(Dataset entries)
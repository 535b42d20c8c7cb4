//! The editing facade: one owned document plus every structure derived from it.
//!
//! Operations are split by concern: clip structure, animation tracks, word timing and
//! selection, stickers and playback timeline.

pub(crate) mod history;
mod playback;
pub(crate) mod session;
mod structure;
mod tracks;
mod words;
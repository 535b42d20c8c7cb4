use crate::foundation::error::{SubcutError, SubcutResult};

/// Maximum number of animation tracks a single word may carry.
pub const MAX_TRACKS_PER_WORD: usize = 3;

/// Minimum width, in seconds, of a word after a timing rescale.
pub const MIN_WORD_SECS: f64 = 0.1;

/// Windows narrower than this are treated as degenerate.
pub const DEGENERATE_WINDOW_SECS: f64 = 0.01;

#[derive(Clone, Copy, Debug, PartialEq, serde::Serialize, serde::Deserialize)]
/// Closed time interval `[start, end]` in seconds.
pub struct TimeRange {
    /// Interval start in seconds.
    pub start: f64,
    /// Interval end in seconds.
    pub end: f64,
}

impl TimeRange {
    /// Build a range, rejecting non-finite bounds and `start > end`.
    pub fn new(start: f64, end: f64) -> SubcutResult<Self> {
        if !start.is_finite() || !end.is_finite() {
            return Err(SubcutError::validation(format!(
                "time range bounds must be finite, got [{start}, {end}]"
            )));
        }
        if start > end {
            return Err(SubcutError::validation(format!(
                "time range start must be <= end, got [{start}, {end}]"
            )));
        }
        Ok(Self { start, end })
    }

    /// Build a range without validation.
    pub const fn raw(start: f64, end: f64) -> Self {
        Self { start, end }
    }

    /// Width of the range, never negative.
    pub fn duration(self) -> f64 {
        (self.end - self.start).max(0.0)
    }

    pub fn center(self) -> f64 {
        self.start + (self.end - self.start) / 2.0
    }

    pub fn contains(self, t: f64) -> bool {
        self.start <= t && t <= self.end
    }

    /// `true` when the range is inverted or narrower than [`DEGENERATE_WINDOW_SECS`].
    pub fn is_degenerate(self) -> bool {
        self.start >= self.end || self.end - self.start < DEGENERATE_WINDOW_SECS
    }

    /// Smallest range covering both inputs.
    pub fn union(self, other: Self) -> Self {
        Self {
            start: self.start.min(other.start),
            end: self.end.max(other.end),
        }
    }
}

#[cfg(test)]
#[path = "../../tests/unit/foundation/core.rs"]
mod tests;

## DESCRIPTION OF THE TASK
For this exercise, return every line from the data that holds the string "SubcutResult".

## SOLVED EXERCISE
use crate::foundation::error::{SubcutError, SubcutResult};
    pub fn new(start: f64, end: f64) -> SubcutResult<Self> {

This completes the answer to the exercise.